Beginning her life as a cantor
EVAN WILLIAMS / FLORIDA WEEKLY Laila Gutstein,12, is preparing for her Bat Mitzvah this May with Cantor Marian Turk at Temple Judea in Fort Myers. Marian Turk grew up in upstate New York, but her family didn't practice Judaism. Some of her cousins did though, so through visits, she started absorbing the practices that would become both her lifetime passion, and eventually, a way to make a living.
Now 40 years old, she is the new cantor at Temple Judea in Fort Myers. It is an ancient profession that calls for her to become an expert and lead a community in Jewish music and ancient Hebrew texts. She shares some of the same responsibilities as a rabbi, such as being a clinical chaplain. Both must also complete a five-year education program.
"My cocktail party explanation is a rabbi is an expert in Jewish law, and a cantor is an expert in Jewish music and liturgy," she said. "Both a rabbi and a cantor are going to be educators in some shape or form in their synagogue."
Cantor Turk comes to the Temple fresh from being invested (graduated) last May at the Jewish Theological Seminary-H.L. Miller Cantorial School on Manhattan's bustling Upper West Side. It is dramatically different from Fort Myers.
"There is a gynormous, thriving Jewish population on the Upper West Side," she said. "Here, the Jewish community is much smaller."
But it is where Cantor Turk will begin her new profession, after making the decision to go back to cantorial school at age 35.
Her talent as a singer — a requirement for being a cantor — began to show in her high school madrigals group in Chappaqua, N.Y. But at cantorial school, her talents were tested against the nation's best.
"I kind of compare it to the high school student who got a 4.0 and then they got into Yale, and they're just like everybody else,'' she said. "I had been told that I had this lovely voice and I'd be a great cantor, and then I get to school and one of my classmates was an opera singer. Another had already had a 14-year career as a singer/ songwriter."
After high school, she attended Mt. Holyoke College in Massachusetts and spent a "life changing" junior year studying Hebrew in Israel. She also developed a taste for jazz.
"I just wanted to be Ella Fitzgerald," she said.
Before becoming a cantor, she said her working life was "the pits": office jobs related to communication technology. Spurred on by some of her co-workers who were getting laid off in Raleigh, N.C., where she lived at the time, she re-evaluated her talents and passions. She loves to sing, enjoys working with people and wanted to work in the Jewish community.
"I wanted to be something that my human potential was tapped into," she said.
She is a member of a Conservative synagogue, one of four Jewish movements, which range from translating the scripture from very liberally to almost literally. Conservative is somewhere in the middle, and was one of the groups progressive in investing women as cantors.

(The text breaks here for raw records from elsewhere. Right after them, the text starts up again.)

/// Structured logging for the pool chemistry service
///
/// Provides context-rich logging with component and region identifiers,
/// timestamps, and severity levels. Supports both console output
/// and file-based logging.

use chrono::Utc;
use std::fmt;
use std::fs::OpenOptions;
use std::io::Write;
use std::str::FromStr;
use std::sync::Mutex;

use crate::balance::LsiStatus;
use crate::model::{ModelError, Region};

// ---------------------------------------------------------------------------
// Log Levels
// ---------------------------------------------------------------------------

#[derive(Debug, Clone, Copy, PartialEq, Eq, PartialOrd, Ord)]
pub enum LogLevel {
    Debug,
    Info,
    Warning,
    Error,
}

impl fmt::Display for LogLevel {
    fn fmt(&self, f: &mut fmt::Formatter<'_>) -> fmt::Result {
        match self {
            LogLevel::Debug => write!(f, "DEBUG"),
            LogLevel::Info => write!(f, "INFO"),
            LogLevel::Warning => write!(f, "WARN"),
            LogLevel::Error => write!(f, "ERROR"),
        }
    }
}

impl FromStr for LogLevel {
    type Err = String;

    fn from_str(s: &str) -> Result<Self, Self::Err> {
        match s.trim().to_ascii_lowercase().as_str() {
            "debug" => Ok(LogLevel::Debug),
            "info" => Ok(LogLevel::Info),
            "warn" | "warning" => Ok(LogLevel::Warning),
            "error" => Ok(LogLevel::Error),
            other => Err(format!("unknown log level: {}", other)),
        }
    }
}

// ---------------------------------------------------------------------------
// Components
// ---------------------------------------------------------------------------

#[derive(Debug, Clone, Copy, PartialEq, Eq)]
pub enum Component {
    Lsi,
    Dosing,
    Sanitizer,
    Salt,
    Plan,
    Config,
    System,
}

impl fmt::Display for Component {
    fn fmt(&self, f: &mut fmt::Formatter<'_>) -> fmt::Result {
        match self {
            Component::Lsi => write!(f, "LSI"),
            Component::Dosing => write!(f, "DOSE"),
            Component::Sanitizer => write!(f, "CL"),
            Component::Salt => write!(f, "SALT"),
            Component::Plan => write!(f, "PLAN"),
            Component::Config => write!(f, "CFG"),
            Component::System => write!(f, "SYS"),
        }
    }
}

// ---------------------------------------------------------------------------
// Logger Configuration
// ---------------------------------------------------------------------------

/// Global logger instance
static LOGGER: Mutex<Option<Logger>> = Mutex::new(None);

pub struct Logger {
    /// Minimum log level to display
    min_level: LogLevel,
    /// Optional file path for logging
    log_file: Option<String>,
    /// Whether to include timestamps in console output
    console_timestamps: bool,
}

impl Logger {
    /// Initialize the global logger
    pub fn init(min_level: LogLevel, log_file: Option<String>, console_timestamps: bool) {
        let logger = Logger {
            min_level,
            log_file,
            console_timestamps,
        };

        if let Ok(mut slot) = LOGGER.lock() {
            *slot = Some(logger);
        }
    }

    fn format_entry(
        level: LogLevel,
        component: Component,
        context: Option<&str>,
        message: &str,
    ) -> String {
        let timestamp = Utc::now().format("%Y-%m-%d %H:%M:%S UTC");
        let context_part = context.map(|c| format!(" [{}]", c)).unwrap_or_default();
        format!("{} {} {}{}: {}", timestamp, level, component, context_part, message)
    }

    fn log(&self, level: LogLevel, component: Component, context: Option<&str>, message: &str) {
        if level < self.min_level {
            return;
        }

        let log_entry = Self::format_entry(level, component, context, message);
        let context_part = context.map(|c| format!(" [{}]", c)).unwrap_or_default();

        // Console output
        if self.console_timestamps {
            match level {
                LogLevel::Error | LogLevel::Warning => eprintln!("{}", log_entry),
                LogLevel::Info | LogLevel::Debug => println!("{}", log_entry),
            }
        } else {
            match level {
                LogLevel::Error => eprintln!("   ✗ {}{}: {}", component, context_part, message),
                LogLevel::Warning => eprintln!("   ⚠ {}{}: {}", component, context_part, message),
                LogLevel::Info => println!("   {}", message),
                LogLevel::Debug => {
                    println!("   [DEBUG] {}{}: {}", component, context_part, message)
                }
            }
        }

        // File output
        if let Some(ref path) = self.log_file {
            if let Err(e) = Self::append_to_file(path, &log_entry) {
                eprintln!("Failed to write to log file {}: {}", path, e);
            }
        }
    }

    fn append_to_file(path: &str, entry: &str) -> std::io::Result<()> {
        let mut file = OpenOptions::new()
            .create(true)
            .append(true)
            .open(path)?;
        writeln!(file, "{}", entry)?;
        Ok(())
    }
}

// ---------------------------------------------------------------------------
// Public Logging Functions
// ---------------------------------------------------------------------------

/// Initialize the global logger
pub fn init_logger(min_level: LogLevel, log_file: Option<&str>, console_timestamps: bool) {
    Logger::init(min_level, log_file.map(String::from), console_timestamps);
}

fn dispatch(level: LogLevel, component: Component, context: Option<&str>, message: &str) {
    if let Ok(guard) = LOGGER.lock() {
        if let Some(logger) = guard.as_ref() {
            logger.log(level, component, context, message);
        }
    }
}

/// Log a general informational message
pub fn info(component: Component, context: Option<&str>, message: &str) {
    dispatch(LogLevel::Info, component, context, message);
}

/// Log a warning message
pub fn warn(component: Component, context: Option<&str>, message: &str) {
    dispatch(LogLevel::Warning, component, context, message);
}

/// Log an error message
pub fn error(component: Component, context: Option<&str>, message: &str) {
    dispatch(LogLevel::Error, component, context, message);
}

/// Log a debug message
pub fn debug(component: Component, context: Option<&str>, message: &str) {
    dispatch(LogLevel::Debug, component, context, message);
}

// ---------------------------------------------------------------------------
// Structured Event Logging
// ---------------------------------------------------------------------------

/// Log a rejected reading. Missing or non-numeric fields are the user's to
/// fix, so they are warnings; anything else is an error.
pub fn log_input_rejected(err: &ModelError) {
    let message = format!("Reading rejected: {}", err);
    if err.is_missing_input() {
        warn(Component::System, None, &message);
    } else {
        error(Component::System, None, &message);
    }
}

/// Log a summary of one evaluation
pub fn log_evaluation_summary(
    region: Region,
    status: LsiStatus,
    lsi: f64,
    now: usize,
    deferred: usize,
) {
    let message = format!(
        "Evaluation complete: LSI {:.2} ({}), {} action(s) now, {} deferred",
        lsi, status, now, deferred
    );

    match status {
        LsiStatus::VeryCorrosive | LsiStatus::ScaleForming => {
            warn(Component::Lsi, Some(region.key()), &message)
        }
        _ => info(Component::Lsi, Some(region.key()), &message),
    }
}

In the Orthodox movement, women still can't be rabbis or cantors. The first female rabbis appeared around 1985 and the first female cantors started working a few years later.
"(Cantoring) is still a male-dominated profession," Cantor Turk said. "Before the 1980s and '70s, it's been a male thing. Males were the prayer leaders and males were the ones singing and developing the music. So part of it is just changing practices and changing perceptions."

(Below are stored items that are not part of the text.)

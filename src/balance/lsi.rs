//! Langelier Saturation Index computation and classification.

use serde::Serialize;
use std::fmt;

use crate::balance::factors::{
    lookup_factor, tds_factor, ALKALINITY_FACTORS, CALCIUM_FACTORS, TEMPERATURE_FACTORS,
};
use crate::model::Reading;

/// Qualitative band of an LSI value, from most corrosive to most scaling.
#[derive(Debug, Clone, Copy, PartialEq, Eq, Serialize)]
pub enum LsiStatus {
    VeryCorrosive,
    Corrosive,
    SlightlyCorrosive,
    Balanced,
    SlightlyScaleForming,
    ScaleForming,
}

impl LsiStatus {
    /// Classifies an index value. Bands, first match wins:
    ///   < -0.5 | [-0.5, -0.2) | [-0.2, -0.05) | [-0.05, 0.3] | (0.3, 0.5] | > 0.5
    pub fn classify(lsi: f64) -> LsiStatus {
        if lsi < -0.5 {
            LsiStatus::VeryCorrosive
        } else if lsi < -0.2 {
            LsiStatus::Corrosive
        } else if lsi < -0.05 {
            LsiStatus::SlightlyCorrosive
        } else if lsi <= 0.3 {
            LsiStatus::Balanced
        } else if lsi <= 0.5 {
            LsiStatus::SlightlyScaleForming
        } else {
            LsiStatus::ScaleForming
        }
    }

    pub fn label(&self) -> &'static str {
        match self {
            LsiStatus::VeryCorrosive => "Very Corrosive",
            LsiStatus::Corrosive => "Corrosive",
            LsiStatus::SlightlyCorrosive => "Slightly Corrosive",
            LsiStatus::Balanced => "Balanced",
            LsiStatus::SlightlyScaleForming => "Slightly Scale Forming",
            LsiStatus::ScaleForming => "Scale Forming",
        }
    }
}

impl fmt::Display for LsiStatus {
    fn fmt(&self, f: &mut fmt::Formatter<'_>) -> fmt::Result {
        write!(f, "{}", self.label())
    }
}

/// Every input and factor that went into one index value.
#[derive(Debug, Clone, Copy, PartialEq, Serialize)]
pub struct LsiReport {
    pub ph: f64,
    pub corrected_alkalinity_ppm: f64,
    pub alkalinity_factor: f64,
    pub calcium_factor: f64,
    pub temperature_factor: f64,
    pub tds_factor: f64,
    pub value: f64,
    pub status: LsiStatus,
}

/// Alkalinity with the cyanurate contribution removed, floored at zero.
///
/// Test kits read cyanurate as alkalinity; roughly a third of the CYA level
/// is not carbonate alkalinity.
pub fn corrected_alkalinity(alkalinity_ppm: f64, cya_ppm: f64) -> f64 {
    (alkalinity_ppm - cya_ppm / 3.0).max(0.0)
}

/// Computes the index for a reading.
pub fn compute_lsi(reading: &Reading) -> LsiReport {
    let corrected = corrected_alkalinity(reading.alkalinity_ppm, reading.cya_ppm);

    let alkalinity_factor = lookup_factor(corrected, ALKALINITY_FACTORS);
    let calcium_factor = lookup_factor(reading.calcium_ppm, CALCIUM_FACTORS);
    let temperature_factor = lookup_factor(reading.temperature_f, TEMPERATURE_FACTORS);
    let tds = tds_factor(reading.tds_ppm);

    let value = reading.ph + calcium_factor + alkalinity_factor + temperature_factor - tds;

    LsiReport {
        ph: reading.ph,
        corrected_alkalinity_ppm: corrected,
        alkalinity_factor,
        calcium_factor,
        temperature_factor,
        tds_factor: tds,
        value,
        status: LsiStatus::classify(value),
    }
}

// ---------------------------------------------------------------------------
// Tests
// ---------------------------------------------------------------------------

Her role as a cantor is also different than men who practiced the profession in the mid-20th century when, she said, "Cantors were like rock stars. People would go on Shabbat (the Jewish Sabbath from sundown Friday to sundown Saturday) or on a holiday to hear a specific cantor sing the liturgy."
One of the greatest challenges of her new profession is creating a balanced musical program that Temple Judea's some 200 families will respond to. Chanting ancient Hebrew texts is traditional, but congregants sometimes enjoy tunes with popular folk rhythms.
"Part of what has happened over the last bunch of decades is fewer and fewer Jews have a connection to the Hebrew text. There are fewer people who are really literate in Hebrew. So for people like them ,it will be easier to pick up 'congregational' tunes that have nice melodies and are fun to sing. It's going to be more meaningful to them to listen to that than a cantor doing a beautiful rendition of some big chunk of Hebrew text they're not familiar with."
During Friday evening services, she usually performs more congregational tunes; on Saturdays she incorporates some traditional chanting.
"It really has to do with your congregation and what they want, and what their desires are," she said. "I think it's a balance."
She is also enjoying Southwest Florida. After seeing several dolphins surface on a boat ride with a friend when she came to audition for her cantorial position, she said, "I was totally taken with the beauty of this place."